Stories about Hollywood are always about the numbers. In a recent GQ profile of True Detective and Maniac director Cary Fukunaga, most of the figures have little to do with movies or TV. We see him in one picture wearing a sweater that sells for $1,075, and in another, a belt that retails for $690. Some Tom Ford boots sound expensive at $1,890 until we see him a $4,900 necklace or a $32,980 Patek Philippe watch. The price of some especially luxe coats — an Alexander McQueen in suede and shearling, a Dior trench — are only available “on request.” If these were really Fukunaga’s clothes, the magazine wouldn’t tell us what they cost, since it would be rude to let us know exactly how much money he has made in the 15 years since he was a professional snowboarder; or since he made Jane Eyre when was he was 32. He is perhaps most famous for a “virtuosic, six-minute long tracking shot” in True Detective, and now regularly plays polo with a vaguely quantified “bunch” of hedge fund guys. These numbers tell us even less than those Fortune counted up and accounted for in its profile of MGM in 1932, but this is not surprising since capitalism is what this profile of Fukunaga is, not what it is about. Still, there is one moment in the piece that proves why we need critics like J. D. Connor to remind us just why numbers matter so much to Hollywood and to the audiences that consume its digital content at the movies, or on monitors, phones, and iPads.
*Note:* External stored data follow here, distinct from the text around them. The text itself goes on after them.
//! Evaluation of AIR constraints against traces: the AIR analogue of the
//! MIR `accepts` tester, plus trace expansion over AIR modules. Used for
//! debugging and for the lowering-soundness tests.

use airlift_mir::{
    field,
    trace::{eval_expr, eval_logical},
    Assignment, Coverage, Direction, Domain, Failure, ModuleId, RegisterId, Trace, VecTrace,
};
use num_bigint::BigUint;
use num_traits::One;
use p3_field::{Field, FieldAlgebra, PrimeField};
use std::collections::HashSet;

use crate::schema::{
    AirColumnVector, AirConstraint, AirSchema, AirTerm, AirVanishing, ColumnAccess,
};

/// Evaluates an AIR term at `row` of `module`. The caller must have checked
/// that every shifted access stays inside the trace.
pub fn eval_term<F: PrimeField>(
    term: &AirTerm<F>,
    module: ModuleId,
    row: usize,
    trace: &impl Trace<F>,
) -> F {
    match term {
        AirTerm::Constant(c) => *c,
        AirTerm::Column(access) => eval_column(access, module, row, trace),
        AirTerm::Sum(ts) => ts
            .iter()
            .map(|t| eval_term(t, module, row, trace))
            .fold(F::ZERO, |a, b| a + b),
        AirTerm::Sub(ts) => {
            let mut iter = ts.iter();
            let head = iter
                .next()
                .map(|t| eval_term(t, module, row, trace))
                .unwrap_or(F::ZERO);
            iter.fold(head, |a, t| a - eval_term(t, module, row, trace))
        }
        AirTerm::Product(ts) => ts
            .iter()
            .map(|t| eval_term(t, module, row, trace))
            .fold(F::ONE, |a, b| a * b),
    }
}

fn eval_column<F: PrimeField>(
    access: &ColumnAccess,
    module: ModuleId,
    row: usize,
    trace: &impl Trace<F>,
) -> F {
    let shifted = row as isize + access.shift as isize;
    debug_assert!(shifted >= 0 && (shifted as usize) < trace.height(module));
    let value = trace.get(module, access.register, shifted as usize);
    match access.mask {
        Some(mask) => field::mask_value(&value, mask),
        None => value,
    }
}

/// Evaluates one AIR constraint against a trace; mirrors the MIR tester.
pub fn accepts_air<F: PrimeField>(
    constraint: &AirConstraint<F>,
    trace: &impl Trace<F>,
    schema: &AirSchema<F>,
) -> (Coverage, Option<Failure<F>>) {
    match constraint {
        AirConstraint::Vanishing(c) => accepts_vanishing(c, trace),
        AirConstraint::Assertion(c) => {
            let height = trace.height(c.module);
            let mut coverage = Coverage::empty(height);
            let (lo, hi) = c.property.shift_range().unwrap_or((0, 0));
            for row in rows_of(c.domain, height) {
                if !shifts_fit(row, lo, hi, height) {
                    continue;
                }
                coverage.set(row);
                if !eval_logical(&c.property, c.module, row, trace) {
                    let failure = Failure {
                        handle: c.handle.clone(),
                        row,
                        values: None,
                    };
                    return (coverage, Some(failure));
                }
            }
            (coverage, None)
        }
        AirConstraint::Range(c) => {
            let height = trace.height(c.module);
            let mut coverage = Coverage::empty(height);
            let bound = BigUint::one() << c.bitwidth;
            for row in 0..height {
                if !shifts_fit(row, c.access.shift, c.access.shift, height) {
                    continue;
                }
                coverage.set(row);
                let value = eval_column(&c.access, c.module, row, trace);
                if value.as_canonical_biguint() >= bound {
                    let failure = Failure {
                        handle: c.handle.clone(),
                        row,
                        values: Some(vec![value]),
                    };
                    return (coverage, Some(failure));
                }
            }
            (coverage, None)
        }
        AirConstraint::Lookup(c) => {
            let mut table: HashSet<Vec<BigUint>> = HashSet::new();
            for vector in &c.targets {
                for_each_selected_row(vector, trace, |_, tuple| {
                    table.insert(tuple);
                    None::<Failure<F>>
                });
            }
            let coverage_len = c
                .sources
                .first()
                .map(|v| trace.height(v.module))
                .unwrap_or(0);
            let mut coverage = Coverage::empty(coverage_len);
            for (index, vector) in c.sources.iter().enumerate() {
                let violation = for_each_selected_row(vector, trace, |row, tuple| {
                    if index == 0 {
                        coverage.set(row);
                    }
                    if table.contains(&tuple) {
                        None
                    } else {
                        Some(Failure {
                            handle: c.handle.clone(),
                            row,
                            values: Some(
                                tuple.iter().map(|v| field::from_biguint(v)).collect(),
                            ),
                        })
                    }
                });
                if violation.is_some() {
                    return (coverage, violation);
                }
            }
            (coverage, None)
        }
        AirConstraint::Permutation(c) => {
            let height = trace.height(c.module);
            let mut coverage = Coverage::empty(height);
            for row in 0..height {
                coverage.set(row);
            }
            let collect = |ids: &[RegisterId]| {
                let mut rows: Vec<Vec<BigUint>> = (0..height)
                    .map(|row| {
                        ids.iter()
                            .map(|id| trace.get(c.module, *id, row).as_canonical_biguint())
                            .collect()
                    })
                    .collect();
                rows.sort();
                rows
            };
            let failure = (collect(&c.targets) != collect(&c.sources)).then(|| Failure {
                handle: c.handle.clone(),
                row: 0,
                values: None,
            });
            (coverage, failure)
        }
        AirConstraint::Interleaving(c) => {
            let height = trace.height(c.target_module);
            let arity = c.sources.len();
            let mut coverage = Coverage::empty(height);
            for row in 0..height {
                coverage.set(row);
                let source = &c.sources[row % arity];
                let expected =
                    eval_column_vector(source, c.source_module, row / arity, trace, schema);
                let actual = eval_column_vector(&c.target, c.target_module, row, trace, schema);
                if expected != actual {
                    let failure = Failure {
                        handle: c.handle.clone(),
                        row,
                        values: Some(vec![actual, expected]),
                    };
                    return (coverage, Some(failure));
                }
            }
            (coverage, None)
        }
    }
}

fn accepts_vanishing<F: PrimeField>(
    c: &AirVanishing<F>,
    trace: &impl Trace<F>,
) -> (Coverage, Option<Failure<F>>) {
    let height = trace.height(c.module);
    let mut coverage = Coverage::empty(height);
    let (lo, hi) = c.term.shift_range().unwrap_or((0, 0));
    for row in rows_of(c.domain, height) {
        if !shifts_fit(row, lo, hi, height) {
            continue;
        }
        coverage.set(row);
        let value = eval_term(&c.term, c.module, row, trace);
        if !value.is_zero() {
            let failure = Failure {
                handle: c.handle.clone(),
                row,
                values: Some(vec![value]),
            };
            return (coverage, Some(failure));
        }
    }
    (coverage, None)
}

fn rows_of(domain: Domain, height: usize) -> Vec<usize> {
    match domain {
        Domain::All => (0..height).collect(),
        Domain::At(k) => {
            let row = if k < 0 { height as isize + k } else { k };
            if row < 0 || row >= height as isize {
                Vec::new()
            } else {
                vec![row as usize]
            }
        }
    }
}

fn shifts_fit(row: usize, lo: i32, hi: i32, height: usize) -> bool {
    let first = row as isize + lo as isize;
    let last = row as isize + hi as isize;
    first >= 0 && last < height as isize
}

fn for_each_selected_row<F: PrimeField, R>(
    vector: &AirColumnVector,
    trace: &impl Trace<F>,
    mut body: impl FnMut(usize, Vec<BigUint>) -> Option<R>,
) -> Option<R> {
    let height = trace.height(vector.module);
    let shifts = vector
        .columns
        .iter()
        .chain(vector.selector.as_ref())
        .map(|c| c.shift)
        .fold(None, |acc: Option<(i32, i32)>, s| match acc {
            None => Some((s, s)),
            Some((lo, hi)) => Some((lo.min(s), hi.max(s))),
        });
    let (lo, hi) = shifts.unwrap_or((0, 0));
    for row in 0..height {
        if !shifts_fit(row, lo, hi, height) {
            continue;
        }
        if let Some(selector) = &vector.selector {
            if eval_column(selector, vector.module, row, trace).is_zero() {
                continue;
            }
        }
        let tuple = vector
            .columns
            .iter()
            .map(|c| eval_column(c, vector.module, row, trace).as_canonical_biguint())
            .collect();
        if let Some(out) = body(row, tuple) {
            return Some(out);
        }
    }
    None
}

fn eval_column_vector<F: PrimeField>(
    columns: &[ColumnAccess],
    module: ModuleId,
    row: usize,
    trace: &impl Trace<F>,
    schema: &AirSchema<F>,
) -> F {
    let mut acc = F::ZERO;
    let mut offset = 0usize;
    for column in columns {
        acc += eval_column(column, module, row, trace) * field::two_pow_n::<F>(offset);
        let width = column
            .mask
            .unwrap_or(schema.module(module).register(column.register).width);
        offset += width;
    }
    acc
}

/// A zero-filled trace shaped after an AIR schema.
pub fn trace_for<F: Field>(schema: &AirSchema<F>, heights: &[usize]) -> VecTrace<F> {
    let registers: Vec<usize> = schema.modules().iter().map(|m| m.num_registers()).collect();
    VecTrace::with_shape(&registers, heights)
}

/// Fills the computed columns of an AIR trace by running the module
/// assignments in order; intended for tests.
pub fn expand_air_trace<F: PrimeField>(schema: &AirSchema<F>, trace: &mut VecTrace<F>) {
    for (module_index, module) in schema.modules().iter().enumerate() {
        let module_id = ModuleId(module_index);
        let height = trace.height(module_id);
        tracing::trace!(
            module = %module.name,
            assignments = module.assignments.len(),
            "expanding computed columns"
        );
        for assignment in &module.assignments {
            match assignment {
                Assignment::Computed {
                    expr,
                    direction,
                    targets,
                    ..
                } => {
                    let rows: Vec<usize> = match direction {
                        Direction::Forward => (0..height).collect(),
                        Direction::Backward => (0..height).rev().collect(),
                    };
                    let (lo, hi) = expr.shift_range().unwrap_or((0, 0));
                    for row in rows {
                        if !shifts_fit(row, lo, hi, height) {
                            continue;
                        }
                        let value = eval_expr(expr, module_id, row, trace);
                        if targets.len() == 1 {
                            trace.set(module_id, targets[0], row, value);
                        } else {
                            let mut remaining = value.as_canonical_biguint();
                            for target in targets {
                                let width = module.register(*target).width;
                                let mask = (BigUint::one() << width) - BigUint::one();
                                trace.set(
                                    module_id,
                                    *target,
                                    row,
                                    field::from_biguint(&(&remaining & &mask)),
                                );
                                remaining >>= width;
                            }
                        }
                    }
                }
                Assignment::Native {
                    function,
                    targets,
                    sources,
                } => match function.as_str() {
                    "inverse" => {
                        assert_eq!(targets.len(), 1);
                        assert_eq!(sources.len(), 1, "inverse of a compound term");
                        for row in 0..height {
                            let value = trace.get(module_id, sources[0], row);
                            let inverse = value.try_inverse().unwrap_or(F::ZERO);
                            trace.set(module_id, targets[0], row, inverse);
                        }
                    }
                    other => panic!("unknown native computation {other:?}"),
                },
                Assignment::SortedPermutation {
                    targets,
                    signs,
                    sources,
                } => {
                    let mut rows: Vec<Vec<F>> = (0..height)
                        .map(|row| {
                            sources
                                .iter()
                                .map(|id| trace.get(module_id, *id, row))
                                .collect()
                        })
                        .collect();
                    rows.sort_by(|a, b| {
                        for ((a, b), sign) in a.iter().zip(b).zip(signs) {
                            let ordering =
                                a.as_canonical_biguint().cmp(&b.as_canonical_biguint());
                            let ordering = if *sign { ordering } else { ordering.reverse() };
                            if ordering != std::cmp::Ordering::Equal {
                                return ordering;
                            }
                        }
                        std::cmp::Ordering::Equal
                    });
                    for (row, tuple) in rows.iter().enumerate() {
                        for (target, value) in targets.iter().zip(tuple) {
                            trace.set(module_id, *target, row, *value);
                        }
                    }
                }
            }
        }
    }
}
When asked about the process of completing Maniac, Fukunaga confirms that Netflix is a different kind of studio, even as they act just like a studio. “Netflix is a data company,” says Fukunaga,

they know exactly how their viewers watch things. So they can look at something you’re writing and say, We know based on our data that if you do this, we will lose this many viewers. So it’s a different kind of note-giving. It’s not like, Let’s discuss this and maybe I’m gonna win. The algorithm’s argument is gonna win at the end of the day.
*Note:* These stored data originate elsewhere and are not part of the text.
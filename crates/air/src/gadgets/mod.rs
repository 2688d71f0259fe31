//! Gadgets: fixed patterns of computed columns and primitive constraints
//! implementing the higher-level primitives (normalise, bitwidth
//! decomposition, lexicographic sorting).

mod bitwidth;
mod lexicographic;
mod normalize;
//! Lookup subdivision: compute the per-column geometry, align every vector's
//! limbs against it, and pad short columns with the module's ZERO register.

use airlift_mir::{
    limbs::limb_widths, Expr, LimbsMap, LookupConstraint, LookupVector, ModuleId, RegisterAccess,
    RegisterId, Schema,
};
use itertools::Itertools;
use p3_field::PrimeField;

/// Per-module cache of the ZERO padding register.
#[derive(Clone, Debug)]
pub struct ZeroRegisters {
    cache: Vec<Option<RegisterId>>,
}

impl ZeroRegisters {
    pub fn new(num_modules: usize) -> Self {
        Self {
            cache: vec![None; num_modules],
        }
    }

    pub fn get(&self, module: ModuleId) -> Option<RegisterId> {
        self.cache[module.0]
    }

    pub(crate) fn put(&mut self, module: ModuleId, id: RegisterId) {
        self.cache[module.0] = Some(id);
    }
}

/// The per-column schedule of limb widths accommodating the widest source or
/// target in that column.
struct Geometry {
    columns: Vec<Vec<usize>>,
}

pub(crate) fn subdivide_lookup<F: PrimeField>(
    constraint: &LookupConstraint<F>,
    limbs: &LimbsMap,
    zero: &mut ZeroRegisters,
    target: &mut Schema<F>,
) -> LookupConstraint<F> {
    // Substitute limbs everywhere first; geometry is computed on the
    // subdivided terms.
    let targets: Vec<LookupVector<F>> = constraint
        .targets
        .iter()
        .map(|v| substitute_vector(v, limbs, &constraint.handle))
        .collect();
    let sources: Vec<LookupVector<F>> = constraint
        .sources
        .iter()
        .map(|v| substitute_vector(v, limbs, &constraint.handle))
        .collect();

    let geometry = compute_geometry(targets.iter().chain(&sources), limbs, target);

    LookupConstraint {
        handle: constraint.handle.clone(),
        targets: targets
            .iter()
            .map(|v| align_vector(v, &geometry, limbs, zero, target))
            .collect(),
        sources: sources
            .iter()
            .map(|v| align_vector(v, &geometry, limbs, zero, target))
            .collect(),
    }
}

fn substitute_vector<F: PrimeField>(
    vector: &LookupVector<F>,
    limbs: &LimbsMap,
    handle: &airlift_mir::Handle,
) -> LookupVector<F> {
    let map = limbs.module(vector.module);
    let selector = vector.selector.as_ref().map(|selector| {
        let substituted = crate::expr::subdivide_expr(selector, map);
        assert!(
            !matches!(substituted, Expr::Vector(_)),
            "lookup {handle:?}: selector splits into multiple limbs"
        );
        substituted
    });
    LookupVector {
        module: vector.module,
        selector,
        terms: vector
            .terms
            .iter()
            .map(|t| crate::expr::subdivide_expr(t, map))
            .collect(),
    }
}

fn compute_geometry<'a, F: PrimeField + 'a>(
    vectors: impl Iterator<Item = &'a LookupVector<F>> + Clone,
    limbs: &LimbsMap,
    target: &Schema<F>,
) -> Geometry {
    let arity = vectors
        .clone()
        .map(|v| v.terms.len())
        .all_equal_value()
        .expect("lookup vectors disagree on arity");
    let mut columns = Vec::with_capacity(arity);
    for column in 0..arity {
        let mut width = 0usize;
        for vector in vectors.clone() {
            let term = &vector.terms[column];
            let range = term.value_range(target.module(vector.module));
            assert!(range.is_nonnegative(), "signed lookup encountered");
            width = width.max(range.magnitude_bits().expect("unbounded lookup term"));
        }
        columns.push(limb_widths(width, limbs.field.max_register_width));
    }
    Geometry { columns }
}

fn align_vector<F: PrimeField>(
    vector: &LookupVector<F>,
    geometry: &Geometry,
    limbs: &LimbsMap,
    zero: &mut ZeroRegisters,
    target: &mut Schema<F>,
) -> LookupVector<F> {
    let mut terms = Vec::new();
    for (column, term) in vector.terms.iter().enumerate() {
        let schedule = &geometry.columns[column];
        match term {
            Expr::Vector(parts) => {
                // Every limb but the last must fill its geometry slot
                // exactly; the last may undershoot.
                assert!(
                    parts.len() <= schedule.len(),
                    "irregular lookup detected (u{} v u{})",
                    parts.iter().map(RegisterAccess::read_width).sum::<usize>(),
                    schedule.iter().sum::<usize>()
                );
                for (index, part) in parts.iter().enumerate() {
                    if index + 1 < parts.len() {
                        assert!(
                            part.read_width() == schedule[index],
                            "irregular lookup detected (u{} v u{})",
                            part.read_width(),
                            schedule[index]
                        );
                    } else {
                        assert!(
                            part.read_width() <= schedule[index],
                            "irregular lookup detected (u{} v u{})",
                            part.read_width(),
                            schedule[index]
                        );
                    }
                    terms.push(Expr::access(*part));
                }
                pad(&mut terms, schedule.len() - parts.len(), vector.module, zero, target);
            }
            other => {
                let range = other.value_range(target.module(vector.module));
                let bits = range.magnitude_bits().expect("unbounded lookup term");
                assert!(
                    bits <= limbs.field.bandwidth,
                    "irregular lookup detected (u{bits} v u{})",
                    limbs.field.bandwidth
                );
                terms.push(other.clone());
                pad(&mut terms, schedule.len() - 1, vector.module, zero, target);
            }
        }
    }
    LookupVector {
        module: vector.module,
        selector: vector.selector.clone(),
        terms,
    }
}

fn pad<F: PrimeField>(
    terms: &mut Vec<Expr<F>>,
    count: usize,
    module: ModuleId,
    zero: &mut ZeroRegisters,
    target: &mut Schema<F>,
) {
    if count == 0 {
        return;
    }
    let register = crate::zero_register(zero, module, target);
    for _ in 0..count {
        terms.push(Expr::access(RegisterAccess::new(register, 1)));
    }
}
This all sounds very cutting-edge and stylish, but Connor would no doubt caution us that this is also quite a bit like the financial bravado of Relativity Media funding slate or Sony Picture’s “Moneyball Initiative” — doomed data strategies that Connor revisits, but now dressed up by Netflix in this year’s silhouettes and colorways. As Connor reminds us in the opening pages of Hollywood Math and Aftermath, “new forms of data analysis” have been central to the business of the studios for much of the 21st century. Relativity promised to deliver profits to investors by co-financing films regardless of their perceived “merit or quality,” and with “indifference to their stories” so long as the right variables “tracked” according to their “young-turk statisticians.” Sony tried something similar just a few years later, while Relativity was on its way to going bankrupt twice. But as Connor points out, it wasn’t necessarily the case that Sony thought that it had better numbers and would survive where Relativity had failed. The studio simply needed numbers — any numbers — because it couldn’t proceed to do what it was doing anyway as a media company without them. So it’s not exactly accurate for Fukunaga to say “the algorithm’s argument is gonna win” as if it had some skin to put in the game. Netflix wins the argument because it is a massive corporation — just like charismatic talent such as Fukunaga, and not the data he assembles in the form of Maniac, wears Hermès on the pages of GQ. Hollywood needs both sides of these equations to do business, and numbers are a language that they share. Netflix probably does its best to keep these numbers secret since they are, figuratively speaking, money in the bank. In Hollywood Math and Aftermath, Connor makes the case that we already see them. Find a screen. There they are.


Mark Goble is associate professor of English at the University of California, Berkeley, and the author of Beautiful Circuits: Modernism and the Mediated Life.